O mistério pascal de Cristo é um mistério de libertação, que exorta continuamente a assumir a liberdade como tarefa. “Hoje, mais do que nunca, a Palavra de Deus não poderá ser anunciada e ouvida senão na medida em que ela for acompanhada do testemunho do poder do Espírito Santo, que opera na ação dos cristãos ao serviço dos seus irmãos, justamente nos pontos onde se joga a sua existência e o seu futuro” (AO 51).
Neste tempo da quaresma, estamos realizando a Campanha da Fraternidade, cujo tema nos faz compreenderque pessoalmente e comunitariamente Deus nos liberta (Gl 5,1). É no âmbito dessa liberdade que todos somos chamados a viver o encontro com Deus e, animados por sua presença sermos testemunhas de que o Reino de Deus já está entre nós.

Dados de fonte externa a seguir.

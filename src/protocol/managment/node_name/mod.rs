//! SAE J1939-81 NAME field (64 bits). The NAME uniquely identifies an ECU
//! function on the network and arbitrates address conflicts: the numerically
//! lower NAME wins.
//!
//! # Bit layout (Little Endian order)
//!
//! ```text
//! Bits  0-20  (21 bits) : Identity number
//! Bits 21-31  (11 bits) : Manufacturer code
//! Bits 32-34  ( 3 bits) : ECU instance
//! Bits 35-39  ( 5 bits) : Function instance
//! Bits 40-47  ( 8 bits) : Function
//! Bit  48     ( 1 bit ) : Reserved
//! Bits 49-55  ( 7 bits) : Vehicle system
//! Bits 56-59  ( 4 bits) : Vehicle system instance
//! Bits 60-62  ( 3 bits) : Industry group
//! Bit  63     ( 1 bit ) : Arbitrary Address Capable
//! ```
use core::fmt;

/// Wrapper around the J1939 NAME field (64 bits).
///
/// # Example
///
/// ```
/// use korri_j1939::protocol::managment::node_name::NodeName;
///
/// let name = NodeName::builder()
///     .identity_number(123456)
///     .manufacturer_code(0x123)
///     .function(130)
///     .arbitrary_address_capable(true)
///     .build();
///
/// assert_eq!(name.identity_number(), 123456);
/// assert!(name.is_arbitrary_address_capable());
/// assert_eq!(NodeName::from_le_bytes(name.to_le_bytes()), name);
/// ```
#[derive(Debug, Clone, Copy, Default, PartialEq, Eq, PartialOrd, Ord, Hash)]
#[cfg_attr(feature = "defmt", derive(defmt::Format))]
pub struct NodeName(u64);

impl NodeName {
    #[inline]
    pub const fn from_raw(raw: u64) -> Self {
        Self(raw)
    }

    #[inline]
    pub const fn raw(&self) -> u64 {
        self.0
    }

    #[inline]
    pub const fn builder() -> NodeNameBuilder {
        NodeNameBuilder::new()
    }

    /// Decode the eight bytes of an Address Claimed payload.
    #[inline]
    pub const fn from_le_bytes(bytes: [u8; 8]) -> Self {
        Self(u64::from_le_bytes(bytes))
    }

    /// Address Claimed payload.
    #[inline]
    pub const fn to_le_bytes(&self) -> [u8; 8] {
        self.0.to_le_bytes()
    }

    /// Identity number (bits 0-20).
    #[inline]
    pub const fn identity_number(&self) -> u32 {
        (self.0 & 0x1F_FFFF) as u32
    }

    /// Manufacturer code (bits 21-31).
    #[inline]
    pub const fn manufacturer_code(&self) -> u16 {
        ((self.0 >> 21) & 0x7FF) as u16
    }

    #[inline]
    pub const fn ecu_instance(&self) -> u8 {
        ((self.0 >> 32) & 0x07) as u8
    }

    #[inline]
    pub const fn function_instance(&self) -> u8 {
        ((self.0 >> 35) & 0x1F) as u8
    }

    #[inline]
    pub const fn function(&self) -> u8 {
        ((self.0 >> 40) & 0xFF) as u8
    }

    #[inline]
    pub const fn reserved(&self) -> bool {
        ((self.0 >> 48) & 0x01) != 0
    }

    #[inline]
    pub const fn vehicle_system(&self) -> u8 {
        ((self.0 >> 49) & 0x7F) as u8
    }

    #[inline]
    pub const fn vehicle_system_instance(&self) -> u8 {
        ((self.0 >> 56) & 0x0F) as u8
    }

    /// Industry group (bits 60-62); 0 is global, 1 on-highway.
    #[inline]
    pub const fn industry_group(&self) -> u8 {
        ((self.0 >> 60) & 0x07) as u8
    }

    /// Arbitrary Address Capable bit (bit 63).
    ///
    /// Indicates whether the node may move to another address (128-247)
    /// after losing a claim.
    #[inline]
    pub const fn is_arbitrary_address_capable(&self) -> bool {
        ((self.0 >> 63) & 0x01) != 0
    }

    /// `true` when `self` wins an address contest against `other`.
    #[inline]
    pub fn has_priority_over(&self, other: &NodeName) -> bool {
        self.0 < other.0
    }
}

impl From<u64> for NodeName {
    #[inline]
    fn from(raw: u64) -> Self {
        Self::from_raw(raw)
    }
}

impl From<NodeName> for u64 {
    #[inline]
    fn from(name: NodeName) -> Self {
        name.raw()
    }
}

impl fmt::Display for NodeName {
    fn fmt(&self, f: &mut fmt::Formatter<'_>) -> fmt::Result {
        write!(
            f,
            "NodeName {{ identity: {}, mfg: {}, func: {}, system: {}, ecu: {}, aac: {} }}",
            self.identity_number(),
            self.manufacturer_code(),
            self.function(),
            self.vehicle_system(),
            self.ecu_instance(),
            self.is_arbitrary_address_capable()
        )
    }
}

/// Fluent builder used to construct a `NodeName`. Values wider than their
/// field are masked.
#[derive(Debug, Clone, Copy, Default)]
pub struct NodeNameBuilder {
    raw: u64,
}

impl NodeNameBuilder {
    #[inline]
    pub const fn new() -> Self {
        Self { raw: 0 }
    }

    #[inline]
    const fn field(mut self, shift: u32, mask: u64, value: u64) -> Self {
        self.raw = (self.raw & !(mask << shift)) | ((value & mask) << shift);
        self
    }

    #[inline]
    pub const fn identity_number(self, value: u32) -> Self {
        self.field(0, 0x1F_FFFF, value as u64)
    }

    #[inline]
    pub const fn manufacturer_code(self, value: u16) -> Self {
        self.field(21, 0x7FF, value as u64)
    }

    #[inline]
    pub const fn ecu_instance(self, value: u8) -> Self {
        self.field(32, 0x07, value as u64)
    }

    #[inline]
    pub const fn function_instance(self, value: u8) -> Self {
        self.field(35, 0x1F, value as u64)
    }

    #[inline]
    pub const fn function(self, value: u8) -> Self {
        self.field(40, 0xFF, value as u64)
    }

    #[inline]
    pub const fn reserved(self, value: bool) -> Self {
        self.field(48, 0x01, value as u64)
    }

    #[inline]
    pub const fn vehicle_system(self, value: u8) -> Self {
        self.field(49, 0x7F, value as u64)
    }

    #[inline]
    pub const fn vehicle_system_instance(self, value: u8) -> Self {
        self.field(56, 0x0F, value as u64)
    }

    #[inline]
    pub const fn industry_group(self, value: u8) -> Self {
        self.field(60, 0x07, value as u64)
    }

    #[inline]
    pub const fn arbitrary_address_capable(self, value: bool) -> Self {
        self.field(63, 0x01, value as u64)
    }

    #[inline]
    pub const fn build(self) -> NodeName {
        NodeName(self.raw)
    }
}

A missão da Igreja na erradicação do tráfico humano fundamenta-se na missão e na pessoa de Jesus. Colocar-se a serviço da vida, assim entende a Conferencia Nacional dos Bispos do Brasil. “A Igreja recebeu de Jesus a missão de cuidar do ser humano. Ao se fazer ser humano, Jesus revela o valor sagrado da pessoa. Tal missão pertence ao mais profundo de sua consciência evangélica”(CNBB/Doc.40, 203-204). É parte da identidade da Igreja contribuir “com a dignificação de todos os seres humanos, juntamente com demais pessoas e instituições que trabalham pela mesma causa” (DAp398).
A Igreja entende que contribuir na erradicação do tráfico de seres humanos é assumir a “causa de Deus”. É combater o bom combate (2Tm 4,7). O mundo deve ver a Igreja como baluarte da liberdade, abrigo dos oprimidos. A Igreja é um lugar onde a liberdade inaugurada em Cristo é oferecida ao mundo. Por isso todo cristão tem a missão de libertar-se e de libertar.

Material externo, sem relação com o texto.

//! Receive worker: frame decoding, transport protocol state machine and PDU
//! routing.
use super::{J1939Engine, Worker};
use crate::error::{ProtocolViolation, ReceiverError};
use crate::protocol::managment::node::NodeShared;
use crate::protocol::security::build_key_response;
use crate::protocol::transport::can_frame::CanFrame;
use crate::protocol::transport::can_id::ArbitrationId;
use crate::protocol::transport::pdu::Pdu;
use crate::protocol::transport::pgn::{
    PGN_ADDRESS_CLAIMED, PGN_COMMANDED_ADDRESS, PGN_DATA_SECURITY, PGN_REQUEST,
    PGN_TP_CONNECTION_MANAGEMENT, PGN_TP_DATA_TRANSFER,
};
use crate::protocol::transport::tp::session::{ProcessResult, SessionKind, SessionTable};
use crate::protocol::transport::tp::ConnectionManagement;
use crate::protocol::transport::traits::can_bus::{CanRx, CanTx};
use crate::protocol::transport::ADDRESS_GLOBAL;
use alloc::sync::Arc;
use embassy_sync::blocking_mutex::raw::RawMutex;
use futures_util::future::{select, Either};
use futures_util::pin_mut;

impl<M: RawMutex, T: CanTx> J1939Engine<M, T> {
    /// Receive worker. Reads `rx` until [`shutdown`](Self::shutdown) or a bus
    /// error, dispatching every frame inline.
    ///
    /// Returns `Ok(())` on shutdown (or immediately when the engine is already
    /// stopped). A failed protocol response (CTS, EOM-ACK, retransmission,
    /// key) stops the worker with [`ReceiverError::Transport`] unless
    /// `ignore_send_errors` is set.
    pub async fn run_receiver<R: CanRx>(
        &self,
        mut rx: R,
    ) -> Result<(), ReceiverError<T::Error, R::Error>> {
        if !self.start_worker(Worker::Receiver) {
            return Ok(());
        }

        #[cfg(feature = "defmt")]
        defmt::info!("J1939 receiver started");

        let mut sessions = SessionTable::new();
        let result = loop {
            let frame = {
                let stop = self.receiver_stop.wait();
                let next = rx.recv();
                pin_mut!(stop);
                pin_mut!(next);
                match select(stop, next).await {
                    Either::Left(_) => break Ok(()),
                    Either::Right((Ok(frame), _)) => frame,
                    Either::Right((Err(err), _)) => break Err(ReceiverError::Receive(err)),
                }
            };

            if let Err(err) = self.dispatch_frame(&mut sessions, &frame).await {
                break Err(ReceiverError::Transport(err));
            }
            let in_flight = sessions.len();
            self.update_stats(|stats| stats.rx_in_flight = in_flight);
        };

        self.update_stats(|stats| stats.rx_in_flight = 0);
        self.receiver_done.signal(());

        #[cfg(feature = "defmt")]
        defmt::info!("J1939 receiver stopped");

        result
    }

    /// Route one frame. Only transmit failures are returned; everything
    /// else is counted and dropped.
    async fn dispatch_frame(
        &self,
        sessions: &mut SessionTable,
        frame: &CanFrame,
    ) -> Result<(), T::Error> {
        let Some(id) = frame.arbitration_id() else {
            self.update_stats(|stats| {
                stats.non_j1939_frames = stats.non_j1939_frames.wrapping_add(1)
            });
            return Ok(());
        };

        match id.pgn().broadcast_form() {
            PGN_TP_CONNECTION_MANAGEMENT => self.on_connection_management(sessions, id, frame).await,
            PGN_TP_DATA_TRANSFER => self.on_data_transfer(sessions, id, frame).await,
            _ => match Pdu::from_frame(frame) {
                Some(pdu) => self.route(pdu).await,
                None => Ok(()),
            },
        }
    }

    //==================================================================================TP_CM
    async fn on_connection_management(
        &self,
        sessions: &mut SessionTable,
        id: ArbitrationId,
        frame: &CanFrame,
    ) -> Result<(), T::Error> {
        let source = id.source_address();
        let destination = id.destination_address().unwrap_or(ADDRESS_GLOBAL);
        let Ok(control) = ConnectionManagement::decode(frame.payload()) else {
            self.record_violation(ProtocolViolation::MalformedControl { sender: source });
            return Ok(());
        };

        match control {
            ConnectionManagement::RequestToSend { total_packets, .. }
            | ConnectionManagement::BroadcastAnnounce { total_packets, .. } => {
                let _replaced = match sessions.open(
                    source,
                    destination,
                    &control,
                    id.priority(),
                    frame.timestamp_us,
                ) {
                    Ok(replaced) => replaced,
                    Err(violation) => {
                        self.record_violation(violation);
                        return Ok(());
                    }
                };

                #[cfg(feature = "defmt")]
                defmt::debug!(
                    "TP session {=u8} -> {=u8} opened (replaced: {=bool})",
                    source,
                    destination,
                    _replaced
                );

                let is_rts = matches!(control, ConnectionManagement::RequestToSend { .. });
                if is_rts && destination != ADDRESS_GLOBAL && self.is_local_address(destination) {
                    let cts = ConnectionManagement::ClearToSend {
                        packets: total_packets,
                        next_packet: 1,
                        pgn: control.pgn(),
                    };

                    #[cfg(feature = "defmt")]
                    defmt::debug!("CTS {=u8} -> {=u8}: {=u8} packets", destination, source, total_packets);

                    self.transmit(&cts.to_frame(destination, source)).await?;
                }
                Ok(())
            }
            ConnectionManagement::ClearToSend {
                packets,
                next_packet,
                ..
            } => {
                // We are the sender: the session is keyed (us, peer).
                let window = self.tx_sessions.lock(|tx_sessions| {
                    tx_sessions
                        .borrow()
                        .get(destination, source)
                        .map(|session| session.window(packets, next_packet).to_vec())
                });
                let Some(window) = window else {
                    self.record_violation(ProtocolViolation::OrphanCts {
                        sender: source,
                        receiver: destination,
                    });
                    return Ok(());
                };
                for data_frame in &window {
                    self.transmit(data_frame).await?;
                }
                Ok(())
            }
            ConnectionManagement::EndOfMessageAck { .. } => {
                let released = self
                    .tx_sessions
                    .lock(|tx_sessions| tx_sessions.borrow_mut().remove(destination, source));
                match released {
                    Some(_) => {
                        #[cfg(feature = "defmt")]
                        defmt::debug!("Transfer {=u8} -> {=u8} acknowledged", destination, source);
                    }
                    None => self.record_violation(ProtocolViolation::OrphanEomAck {
                        sender: source,
                        receiver: destination,
                    }),
                }
                Ok(())
            }
            ConnectionManagement::Abort { .. } => {
                sessions.abort(source, destination);
                self.tx_sessions
                    .lock(|tx_sessions| tx_sessions.borrow_mut().remove(destination, source));

                #[cfg(feature = "defmt")]
                defmt::info!("Transfer between {=u8} and {=u8} aborted", source, destination);

                Ok(())
            }
        }
    }

    //==================================================================================TP_DT
    async fn on_data_transfer(
        &self,
        sessions: &mut SessionTable,
        id: ArbitrationId,
        frame: &CanFrame,
    ) -> Result<(), T::Error> {
        let source = id.source_address();
        let destination = id.destination_address().unwrap_or(ADDRESS_GLOBAL);

        let message = match sessions.process_frame(source, destination, frame.payload()) {
            Ok(ProcessResult::FragmentConsumed) => return Ok(()),
            Ok(ProcessResult::MessageComplete(message)) => message,
            Err(violation) => {
                self.record_violation(violation);
                return Ok(());
            }
        };

        #[cfg(feature = "defmt")]
        defmt::debug!(
            "TP message {=u32:#x} from {=u8} complete ({=usize} bytes)",
            message.message_pgn,
            message.source,
            message.payload.len()
        );

        if message.kind == SessionKind::Rts
            && message.destination != ADDRESS_GLOBAL
            && self.is_local_address(message.destination)
        {
            let ack = message.end_of_message_ack();
            self.transmit(&ack.to_frame(message.destination, message.source))
                .await?;
        }
        self.route(message.into_pdu()).await
    }

    //==================================================================================ROUTING
    async fn route(&self, pdu: Pdu) -> Result<(), T::Error> {
        if pdu.pgn() == PGN_DATA_SECURITY {
            if let Some(generator) = &self.key_generator {
                if let Some(response) = build_key_response(&pdu, &**generator) {
                    if let Some(frame) = response.to_frame() {
                        self.transmit(&frame).await?;
                        self.update_stats(|stats| {
                            stats.keys_sent = stats.keys_sent.wrapping_add(1)
                        });
                    }
                    return Ok(());
                }
            }
        }

        if matches!(
            pdu.pgn(),
            PGN_ADDRESS_CLAIMED | PGN_COMMANDED_ADDRESS | PGN_REQUEST
        ) {
            self.deliver_to_nodes(&pdu, |_| true);
            return Ok(());
        }

        if !self.config.accepts(&pdu) {
            self.update_stats(|stats| stats.filtered_pdus = stats.filtered_pdus.wrapping_add(1));
            return Ok(());
        }

        match pdu.destination() {
            Some(destination) if destination != ADDRESS_GLOBAL => {
                if self.deliver_to_nodes(&pdu, |node| node.holds(destination)) == 0 {
                    self.update_stats(|stats| {
                        stats.undeliverable_pdus = stats.undeliverable_pdus.wrapping_add(1)
                    });
                }
            }
            _ => {
                let mut delivered = self.deliver_to_nodes(&pdu, |_| true);
                if self.config.broadcast {
                    self.enqueue_default(pdu);
                    delivered += 1;
                }
                if delivered == 0 {
                    self.update_stats(|stats| {
                        stats.undeliverable_pdus = stats.undeliverable_pdus.wrapping_add(1)
                    });
                }
            }
        }
        Ok(())
    }

    /// Copy `pdu` into every selected node inbox. Returns the number of
    /// nodes selected, overflowing inboxes included.
    fn deliver_to_nodes(
        &self,
        pdu: &Pdu,
        select_node: impl Fn(&Arc<NodeShared<M>>) -> bool,
    ) -> usize {
        let mut selected = 0;
        for node in self.listeners_snapshot() {
            if !select_node(&node) {
                continue;
            }
            selected += 1;
            if node.inbox.try_send(pdu.clone()).is_err() {
                #[cfg(feature = "defmt")]
                defmt::warn!("Node inbox full, PDU {=u32:#x} dropped", pdu.pgn());

                self.update_stats(|stats| {
                    stats.queue_overflows = stats.queue_overflows.wrapping_add(1)
                });
            }
        }
        selected
    }

    fn enqueue_default(&self, pdu: Pdu) {
        if self.default_queue.try_send(pdu).is_err() {
            #[cfg(feature = "defmt")]
            defmt::warn!("Default queue full, PDU dropped");

            self.update_stats(|stats| {
                stats.queue_overflows = stats.queue_overflows.wrapping_add(1)
            });
        }
    }
}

Enquanto cristãos e pessoas de boa vontade temos a missão de agir para que a sociedade se estruture em termos de conscientização e prevenção; denúncia; reinserção social e incidência política como eixos integrantes do processo de enfrentamento ao trafico humano.
A organização para o enfrentamento do tráfico humano segue o princípio de que é necessário articular a ação social cumprindo o desafio da Igreja ser a advogada da justiça e a defensora dos pobres (DAp 395). É uma tarefa urgente, pois velados pelos discursos da necessidade de acelerar o desenvolvimento econômico e a bolha ilusória da inserção social via consumismo, que para liberar o mercado e o capital prende as pessoas, estão milhares de pessoas em situação de miséria e pobreza, potenciais vítimas de aliciadores para o trafico humano.
A conscientização sobre a realidade do tráfico humano sugere as pessoas traficadas a não acomodação, o grito e a ação consequente por inclusão cidadã. Cabe a Igreja gritar junto ou emprestar a sua voz. Num segundo momento implicará também em denunciar. A denúncia deve ecoar na sociedade em suas diferentes organizações na perspectiva de se construir iniciativas que dificultem a predominância das condições que propiciam a prática do tráfico humano: miséria, ganância e impunidade.
A repercussão da questão do tráfico humano na sociedade tem gerado diferentes níveis de mobilização. Nas várias unidades da federação, parcerias entre governo e entidades da sociedade civil têm se mobilizado para formar comitês ou redes de articulação, tal como acontece em diversos Estados. Em torno ao combate ao tráfico humano, existe também um histórico de mobilização das pastorais da Igreja, atuando em diferentes vertentes(TB/CF 406-437).
Enquanto cristãos somos desafiados a nos comprometer com o processo de erradicação do tráfico de pessoas em suas várias expressões, seja no trabalho escravo, no comércio de órgãos, na exploração sexual ou outras formas de escravização do ser humano, porque isso nos agride como uma gravíssima violação dos direitos humanos. Mas também em função de nossa convicção de fé e nossa opção de vida na fé.